Stored data:
+-------+

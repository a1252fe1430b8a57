use std::convert::Infallible;

use warp::{
    filters::BoxedFilter,
    reply::{Reply, Response},
    Filter, Rejection,
};

use super::{
    handlers::{self, attributes, recipes, users},
    rejection::handle_rejection,
};
use crate::{
    config::Config,
    filter::QueryData,
    form::{FormData, WriteMode},
    middleware::with_session,
    schema::{AttrKind, Id},
    state::{with_state, AppState},
    JSON_BODY_LIMIT,
};

fn json_body() -> impl Filter<Extract = (FormData,), Error = Rejection> + Clone {
    warp::body::content_length_limit(JSON_BODY_LIMIT).and(warp::body::json())
}

/// `PUT` replaces, `PATCH` merges.
fn write_mode() -> impl Filter<Extract = (WriteMode,), Error = Rejection> + Clone {
    warp::put()
        .map(|| WriteMode::Replace)
        .or(warp::patch().map(|| WriteMode::Partial))
        .unify()
}

fn health_routes() -> BoxedFilter<(Response,)> {
    warp::path!("api" / "health-check")
        .and(warp::get())
        .and_then(handlers::health_check)
        .boxed()
}

fn user_routes(state: &AppState) -> BoxedFilter<(Response,)> {
    let session = with_session(state.keys.clone());
    let state = with_state(state.clone());

    let create = warp::path!("api" / "user" / "create")
        .and(warp::post())
        .and(json_body())
        .and(state.clone())
        .and_then(users::create_user);

    let token = warp::path!("api" / "user" / "token")
        .and(warp::post())
        .and(json_body())
        .and(state.clone())
        .and_then(users::create_token);

    let me = warp::path!("api" / "user" / "me")
        .and(warp::get())
        .and(session.clone())
        .and(state.clone())
        .and_then(users::retrieve_me);

    let update_me = warp::path!("api" / "user" / "me")
        .and(write_mode())
        .and(session)
        .and(json_body())
        .and(state)
        .and_then(users::update_me);

    create
        .or(token)
        .unify()
        .or(me)
        .unify()
        .or(update_me)
        .unify()
        .boxed()
}

fn recipe_routes(state: &AppState) -> BoxedFilter<(Response,)> {
    let session = with_session(state.keys.clone());
    let upload_limit = state.config.max_upload_bytes;
    let state = with_state(state.clone());

    let list = warp::path!("api" / "recipe" / "recipes")
        .and(warp::get())
        .and(session.clone())
        .and(warp::query::<QueryData>())
        .and(state.clone())
        .and_then(recipes::list_recipes);

    let create = warp::path!("api" / "recipe" / "recipes")
        .and(warp::post())
        .and(session.clone())
        .and(json_body())
        .and(state.clone())
        .and_then(recipes::create_recipe);

    let retrieve = warp::path!("api" / "recipe" / "recipes" / Id)
        .and(warp::get())
        .and(session.clone())
        .and(state.clone())
        .and_then(recipes::retrieve_recipe);

    let update = warp::path!("api" / "recipe" / "recipes" / Id)
        .and(write_mode())
        .and(session.clone())
        .and(json_body())
        .and(state.clone())
        .and_then(recipes::update_recipe);

    let delete = warp::path!("api" / "recipe" / "recipes" / Id)
        .and(warp::delete())
        .and(session.clone())
        .and(state.clone())
        .and_then(recipes::delete_recipe);

    let upload = warp::path!("api" / "recipe" / "recipes" / Id / "upload-image")
        .and(warp::post())
        .and(session)
        .and(warp::multipart::form().max_length(upload_limit))
        .and(state)
        .and_then(recipes::upload_image);

    list.or(create)
        .unify()
        .or(retrieve)
        .unify()
        .or(update)
        .unify()
        .or(delete)
        .unify()
        .or(upload)
        .unify()
        .boxed()
}

/// Tags and ingredients expose the same surface under their own prefix.
/// There is no create route, records appear through recipe writes.
fn attribute_routes(kind: AttrKind, state: &AppState) -> BoxedFilter<(Response,)> {
    let session = with_session(state.keys.clone());
    let state = with_state(state.clone());
    let segment = kind.plural();
    let kind = warp::any().map(move || kind);

    let collection = kind
        .and(warp::path("api"))
        .and(warp::path("recipe"))
        .and(warp::path(segment));
    let item = collection.clone().and(warp::path::param::<Id>());

    let list = collection
        .and(warp::path::end())
        .and(warp::get())
        .and(session.clone())
        .and(warp::query::<QueryData>())
        .and(state.clone())
        .and_then(attributes::list_attributes);

    let retrieve = item
        .clone()
        .and(warp::path::end())
        .and(warp::get())
        .and(session.clone())
        .and(state.clone())
        .and_then(attributes::retrieve_attribute);

    let update = item
        .clone()
        .and(warp::path::end())
        .and(write_mode())
        .and(session.clone())
        .and(json_body())
        .and(state.clone())
        .and_then(attributes::update_attribute);

    let delete = item
        .and(warp::path::end())
        .and(warp::delete())
        .and(session)
        .and(state)
        .and_then(attributes::delete_attribute);

    list.or(retrieve)
        .unify()
        .or(update)
        .unify()
        .or(delete)
        .unify()
        .boxed()
}

/// Read-only file serving for uploads under the configured URL prefix.
fn media_routes(config: &Config) -> BoxedFilter<(Response,)> {
    let mut prefix = warp::any().boxed();
    for segment in config.media_prefix().split('/').filter(|s| !s.is_empty()) {
        prefix = prefix.and(warp::path(segment.to_string())).boxed();
    }

    prefix
        .and(warp::get())
        .and(warp::fs::dir(config.media_root.clone()))
        .map(|file: warp::fs::File| file.into_response())
        .boxed()
}

/// Every route of the service, without rejection handling.
pub fn api(state: &AppState) -> BoxedFilter<(Response,)> {
    health_routes()
        .or(user_routes(state))
        .unify()
        .or(recipe_routes(state))
        .unify()
        .or(attribute_routes(AttrKind::Tag, state))
        .unify()
        .or(attribute_routes(AttrKind::Ingredient, state))
        .unify()
        .or(media_routes(&state.config))
        .unify()
        .boxed()
}

/// The served application: routes, JSON error rendering and access logging.
pub fn app(state: &AppState) -> impl Filter<Extract = impl Reply, Error = Infallible> + Clone {
    api(state)
        .recover(handle_rejection)
        .with(warp::log("recipe_api::http"))
}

+-------+

# Action item
Using the entries above, return each line in which the word "AttrKind" occurs.

# Response to the exercise
    schema::{AttrKind, Id},
fn attribute_routes(kind: AttrKind, state: &AppState) -> BoxedFilter<(Response,)> {
        .or(attribute_routes(AttrKind::Tag, state))
        .or(attribute_routes(AttrKind::Ingredient, state))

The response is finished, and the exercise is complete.